Every line from the start of the records below to the line containing "a staff member." should be retyped exactly, that line included, and no others.

(MATERIAL TO PROCESS)
####################
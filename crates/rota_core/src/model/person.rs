//! Person domain model.
//!
//! # Responsibility
//! - Define the staff member record tracked by the rotation.
//! - Provide the rotation transitions (`record_shift`, `reset_rotation`).
//!
//! # Invariants
//! - `id` is stable, non-blank and never reused for another person.
//! - `shift_status.is_some() == moved_on.is_some()`.
//! - `shift_count` only grows within a period and returns to zero on reset.

use chrono::{DateTime, Utc};
use serde::{Deserialize, Serialize};
use std::error::Error;
use std::fmt::{Display, Formatter};
use uuid::Uuid;

/// Stable identifier of a staff member.
#[derive(Debug, Clone, PartialEq, Eq, PartialOrd, Ord, Hash, Serialize, Deserialize)]
#[serde(transparent)]
pub struct PersonId(String);

impl PersonId {
    /// Wraps a caller-provided identifier verbatim.
    pub fn new(value: impl Into<String>) -> Self {
        Self(value.into())
    }

    /// Generates a fresh random identifier.
    pub fn generate() -> Self {
        Self(Uuid::new_v4().to_string())
    }

    pub fn as_str(&self) -> &str {
        self.0.as_str()
    }
}

impl Display for PersonId {
    fn fmt(&self, f: &mut Formatter<'_>) -> std::fmt::Result {
        f.write_str(&self.0)
    }
}

impl From<&str> for PersonId {
    fn from(value: &str) -> Self {
        Self::new(value)
    }
}

/// How a person fulfilled an extra shift in the current period.
#[derive(Debug, Clone, Copy, PartialEq, Eq, Hash, Serialize, Deserialize)]
#[serde(rename_all = "snake_case")]
pub enum ShiftStatus {
    /// Volunteered for the shift.
    PickedUp,
    /// Was called in for the shift.
    Called,
}

impl ShiftStatus {
    pub fn as_str(self) -> &'static str {
        match self {
            Self::PickedUp => "picked_up",
            Self::Called => "called",
        }
    }
}

impl Display for ShiftStatus {
    fn fmt(&self, f: &mut Formatter<'_>) -> std::fmt::Result {
        f.write_str(self.as_str())
    }
}

/// Validation errors for person invariants.
#[derive(Debug, Clone, PartialEq, Eq)]
pub enum PersonValidationError {
    BlankId,
    StatusWithoutTimestamp { id: PersonId },
    TimestampWithoutStatus { id: PersonId },
}

impl Display for PersonValidationError {
    fn fmt(&self, f: &mut Formatter<'_>) -> std::fmt::Result {
        match self {
            Self::BlankId => write!(f, "person id must not be blank"),
            Self::StatusWithoutTimestamp { id } => {
                write!(f, "person {id} has a shift status but no moved_on timestamp")
            }
            Self::TimestampWithoutStatus { id } => {
                write!(f, "person {id} has a moved_on timestamp but no shift status")
            }
        }
    }
}

impl Error for PersonValidationError {}

/// Staff member tracked by the rotation.
#[derive(Debug, Clone, PartialEq, Eq, Serialize, Deserialize)]
#[serde(try_from = "PersonWire")]
pub struct Person {
    pub id: PersonId,
    pub first_name: String,
    pub last_name: String,
    pub phone: String,
    /// Free-form scheduler notes.
    pub notes: String,
    /// Extra shifts taken in the current period.
    pub shift_count: u32,
    pub shift_status: Option<ShiftStatus>,
    /// When the person last moved to the end of their category.
    pub moved_on: Option<DateTime<Utc>>,
}

impl Person {
    /// Creates an idle person with a caller-provided id.
    ///
    /// # Errors
    /// - Returns `BlankId` when `id` is empty after trim.
    pub fn new(
        id: PersonId,
        first_name: impl Into<String>,
        last_name: impl Into<String>,
        phone: impl Into<String>,
    ) -> Result<Self, PersonValidationError> {
        let person = Self {
            id,
            first_name: first_name.into(),
            last_name: last_name.into(),
            phone: phone.into(),
            notes: String::new(),
            shift_count: 0,
            shift_status: None,
            moved_on: None,
        };
        person.validate()?;
        Ok(person)
    }

    /// Creates an idle person with a generated id.
    pub fn generate(
        first_name: impl Into<String>,
        last_name: impl Into<String>,
        phone: impl Into<String>,
    ) -> Self {
        Self {
            id: PersonId::generate(),
            first_name: first_name.into(),
            last_name: last_name.into(),
            phone: phone.into(),
            notes: String::new(),
            shift_count: 0,
            shift_status: None,
            moved_on: None,
        }
    }

    /// Validates the status/timestamp pairing and id shape.
    pub fn validate(&self) -> Result<(), PersonValidationError> {
        if self.id.as_str().trim().is_empty() {
            return Err(PersonValidationError::BlankId);
        }
        match (self.shift_status, self.moved_on) {
            (Some(_), None) => Err(PersonValidationError::StatusWithoutTimestamp {
                id: self.id.clone(),
            }),
            (None, Some(_)) => Err(PersonValidationError::TimestampWithoutStatus {
                id: self.id.clone(),
            }),
            _ => Ok(()),
        }
    }

    pub fn full_name(&self) -> String {
        format!("{} {}", self.first_name, self.last_name)
    }

    /// Returns whether the person has not taken an extra shift this period.
    pub fn is_idle(&self) -> bool {
        self.shift_status.is_none()
    }

    /// Records one extra shift taken at `at`.
    pub fn record_shift(&mut self, status: ShiftStatus, at: DateTime<Utc>) {
        self.shift_status = Some(status);
        self.shift_count = self.shift_count.saturating_add(1);
        self.moved_on = Some(at);
    }

    /// Clears every per-period rotation field.
    pub fn reset_rotation(&mut self) {
        self.shift_status = None;
        self.moved_on = None;
        self.shift_count = 0;
    }

    /// Merges the set fields of `patch` into this person.
    pub fn apply_patch(&mut self, patch: &PersonPatch) {
        if let Some(value) = &patch.first_name {
            self.first_name = value.clone();
        }
        if let Some(value) = &patch.last_name {
            self.last_name = value.clone();
        }
        if let Some(value) = &patch.phone {
            self.phone = value.clone();
        }
        if let Some(value) = &patch.notes {
            self.notes = value.clone();
        }
    }
}

/// Partial update for contact and notes fields.
///
/// Rotation fields only change through `record_shift` and `reset_rotation`.
#[derive(Debug, Clone, Default, PartialEq, Eq, Serialize, Deserialize)]
pub struct PersonPatch {
    pub first_name: Option<String>,
    pub last_name: Option<String>,
    pub phone: Option<String>,
    pub notes: Option<String>,
}

impl PersonPatch {
    pub fn is_empty(&self) -> bool {
        self.first_name.is_none()
            && self.last_name.is_none()
            && self.phone.is_none()
            && self.notes.is_none()
    }
}

#[derive(Deserialize)]
struct PersonWire {
    id: PersonId,
    first_name: String,
    last_name: String,
    #[serde(default)]
    phone: String,
    #[serde(default)]
    notes: String,
    #[serde(default)]
    shift_count: u32,
    #[serde(default)]
    shift_status: Option<ShiftStatus>,
    #[serde(default)]
    moved_on: Option<DateTime<Utc>>,
}

impl TryFrom<PersonWire> for Person {
    type Error = PersonValidationError;

    fn try_from(wire: PersonWire) -> Result<Self, Self::Error> {
        let person = Self {
            id: wire.id,
            first_name: wire.first_name,
            last_name: wire.last_name,
            phone: wire.phone,
            notes: wire.notes,
            shift_count: wire.shift_count,
            shift_status: wire.shift_status,
            moved_on: wire.moved_on,
        };
        person.validate()?;
        Ok(person)
    }
}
####################
(SOLUTION)
filename crates/rota_core/src/model/person.rs
//! Person domain model.
//!
//! # Responsibility
//! - Define the staff member record tracked by the rotation.
//! - Provide the rotation transitions (`record_shift`, `reset_rotation`).
//!
//! # Invariants
//! - `id` is stable, non-blank and never reused for another person.
//! - `shift_status.is_some() == moved_on.is_some()`.
//! - `shift_count` only grows within a period and returns to zero on reset.

use chrono::{DateTime, Utc};
use serde::{Deserialize, Serialize};
use std::error::Error;
use std::fmt::{Display, Formatter};
use uuid::Uuid;

/// Stable identifier of a staff member.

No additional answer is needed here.